**Task goal**
Every line below that contains "failed" is to be copied.

**Source information**
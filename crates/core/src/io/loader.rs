//! Deserialization of the consumed evidence documents.
//!
//! Four upstream producers feed the joiners:
//! - the debug-symbol oracle (function identities, ranges, line evidence),
//! - the structural source parser (spans with byte/line bounds + hashes),
//! - the preprocessed translation units themselves (for origin maps),
//! - the decompiler inventory (functions / CFG / variables record streams).
//!
//! Unknown fields are ignored so upstream schema growth does not break
//! the joiners; missing optional fields default to empty.

use std::collections::BTreeMap;
use std::fs;
use std::path::Path;

use serde::de::DeserializeOwned;
use serde::{Deserialize, Serialize};
use thiserror::Error;

use crate::model::DeclSite;

/// Error type for evidence loading.
#[derive(Debug, Error)]
pub enum LoadError {
    #[error("failed to read {path}: {source}")]
    Io {
        path: String,
        #[source]
        source: std::io::Error,
    },

    #[error("failed to parse {path}: {source}")]
    Json {
        path: String,
        #[source]
        source: serde_json::Error,
    },

    #[error("failed to parse {path} line {line}: {source}")]
    Jsonl {
        path: String,
        line: usize,
        #[source]
        source: serde_json::Error,
    },
}

// Debug-symbol side

/// One address range as emitted by the oracle (hex strings).
#[derive(Debug, Clone, PartialEq, Eq, Serialize, Deserialize)]
pub struct RawRange {
    pub low: String,
    pub high: String,
}

/// One (file, line, count) attribution row.
#[derive(Debug, Clone, PartialEq, Eq, Serialize, Deserialize)]
pub struct LineRow {
    pub file: String,
    pub line: u32,
    pub count: u64,
}

/// One debug-symbol function as emitted by the oracle.
#[derive(Debug, Clone, Default, PartialEq, Serialize, Deserialize)]
pub struct DebugFunctionRecord {
    pub function_id: String,
    #[serde(default)]
    pub name: Option<String>,
    #[serde(default)]
    pub linkage_name: Option<String>,
    /// Oracle verdict string; unrecognized values degrade to REJECT.
    #[serde(default)]
    pub verdict: String,
    #[serde(default)]
    pub reasons: Vec<String>,
    #[serde(default)]
    pub ranges: Vec<RawRange>,
    #[serde(default)]
    pub line_rows: Vec<LineRow>,
    #[serde(flatten)]
    pub decl: DeclSite,
}

impl DebugFunctionRecord {
    /// Preferred display name: `name`, falling back to `linkage_name`.
    pub fn display_name(&self) -> Option<&str> {
        self.name.as_deref().or(self.linkage_name.as_deref())
    }
}

/// The debug-symbol functions document.
#[derive(Debug, Clone, Default, Serialize, Deserialize)]
pub struct DebugFunctionsDoc {
    #[serde(default)]
    pub binary_sha256: String,
    #[serde(default)]
    pub build_id: Option<String>,
    #[serde(default)]
    pub profile_id: String,
    #[serde(default)]
    pub functions: Vec<DebugFunctionRecord>,
}

// Structural source-parse side

/// One parsed function span. The id embeds `tu_path:start:end:hash`.
#[derive(Debug, Clone, Default, PartialEq, Eq, Serialize, Deserialize)]
pub struct SourceSpanRecord {
    pub span_id: String,
    #[serde(default)]
    pub name: Option<String>,
    #[serde(default)]
    pub content_hash: String,
    /// 0-based preprocessed line bounds, inclusive.
    pub start_line: u32,
    pub end_line: u32,
    pub start_byte: u64,
    pub end_byte: u64,
}

/// Per-TU provenance from the source parser.
#[derive(Debug, Clone, PartialEq, Eq, Serialize, Deserialize)]
pub struct TuReport {
    pub tu_path: String,
    pub tu_hash: String,
}

/// The structural source-parse inventory document.
#[derive(Debug, Clone, Default, Serialize, Deserialize)]
pub struct SourceInventoryDoc {
    #[serde(default)]
    pub profile_id: String,
    #[serde(default)]
    pub functions: Vec<SourceSpanRecord>,
    #[serde(default)]
    pub tu_reports: Vec<TuReport>,
}

// Decompiler side

/// One decompiled function row from the decompiler inventory stream.
#[derive(Debug, Clone, Default, PartialEq, Serialize, Deserialize)]
pub struct DecompFunctionRecord {
    pub function_id: String,
    #[serde(default)]
    pub entry_va: u64,
    #[serde(default)]
    pub entry_hex: String,
    #[serde(default)]
    pub name: String,
    #[serde(default)]
    pub namespace: Option<String>,
    #[serde(default)]
    pub body_start_va: Option<u64>,
    #[serde(default)]
    pub body_end_va: Option<u64>,
    #[serde(default)]
    pub size_bytes: Option<u64>,
    #[serde(default)]
    pub is_external_block: bool,
    #[serde(default)]
    pub is_thunk: bool,
    #[serde(default)]
    pub is_import: bool,
    #[serde(default)]
    pub is_plt_or_stub: bool,
    #[serde(default)]
    pub is_init_fini_aux: bool,
    #[serde(default)]
    pub is_compiler_aux: bool,
    #[serde(default)]
    pub is_library_like: bool,
    #[serde(default)]
    pub decompile_status: String,
    #[serde(default)]
    pub verdict: String,
    #[serde(default)]
    pub warnings: Vec<String>,
    #[serde(default)]
    pub c_raw: String,
    #[serde(default)]
    pub c_line_count: u32,
    #[serde(default)]
    pub temp_var_count: u32,
    #[serde(default)]
    pub asm_insn_count: u32,
    #[serde(default)]
    pub insn_to_c_ratio: f64,
    #[serde(default)]
    pub fat_function_flag: bool,
}

/// One CFG summary row from the decompiler inventory stream.
#[derive(Debug, Clone, Default, PartialEq, Eq, Serialize, Deserialize)]
pub struct CfgRecord {
    pub function_id: String,
    #[serde(default)]
    pub bb_count: u32,
    #[serde(default)]
    pub edge_count: u32,
    #[serde(default)]
    pub cyclomatic: u32,
    #[serde(default)]
    pub cfg_completeness: String,
    #[serde(default)]
    pub has_indirect_jumps: bool,
}

/// One variable row from the decompiler inventory stream.
#[derive(Debug, Clone, Default, PartialEq, Eq, Serialize, Deserialize)]
pub struct VariableRecord {
    pub function_id: String,
    #[serde(default)]
    pub var_kind: String,
    #[serde(default)]
    pub type_str: String,
}

// Loading helpers

/// Load a JSON document from disk.
pub fn load_json<T: DeserializeOwned>(path: &Path) -> Result<T, LoadError> {
    let body = fs::read_to_string(path)
        .map_err(|source| LoadError::Io { path: path.display().to_string(), source })?;
    serde_json::from_str(&body)
        .map_err(|source| LoadError::Json { path: path.display().to_string(), source })
}

/// Load a JSONL record stream from disk. Blank lines are skipped.
pub fn load_jsonl<T: DeserializeOwned>(path: &Path) -> Result<Vec<T>, LoadError> {
    let body = fs::read_to_string(path)
        .map_err(|source| LoadError::Io { path: path.display().to_string(), source })?;
    let mut rows = Vec::new();
    for (idx, line) in body.lines().enumerate() {
        if line.trim().is_empty() {
            continue;
        }
        let row = serde_json::from_str(line).map_err(|source| LoadError::Jsonl {
            path: path.display().to_string(),
            line: idx + 1,
            source,
        })?;
        rows.push(row);
    }
    Ok(rows)
}

/// Load every preprocessed translation unit (`*.i`) in a directory,
/// keyed by file name. A missing directory yields an empty map: absent
/// inputs mean zero evidence, not a failure.
pub fn load_preprocessed_dir(dir: &Path) -> Result<BTreeMap<String, String>, LoadError> {
    let mut contents = BTreeMap::new();
    if !dir.is_dir() {
        return Ok(contents);
    }
    let entries = fs::read_dir(dir)
        .map_err(|source| LoadError::Io { path: dir.display().to_string(), source })?;
    for entry in entries {
        let entry =
            entry.map_err(|source| LoadError::Io { path: dir.display().to_string(), source })?;
        let path = entry.path();
        if path.extension().and_then(|e| e.to_str()) != Some("i") {
            continue;
        }
        let name = match path.file_name().and_then(|n| n.to_str()) {
            Some(n) => n.to_string(),
            None => continue,
        };
        let body = fs::read_to_string(&path)
            .map_err(|source| LoadError::Io { path: path.display().to_string(), source })?;
        contents.insert(name, body);
    }
    Ok(contents)
}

**Answer to the problem**
    #[error("failed to read {path}: {source}")]
    #[error("failed to parse {path}: {source}")]
    #[error("failed to parse {path} line {line}: {source}")]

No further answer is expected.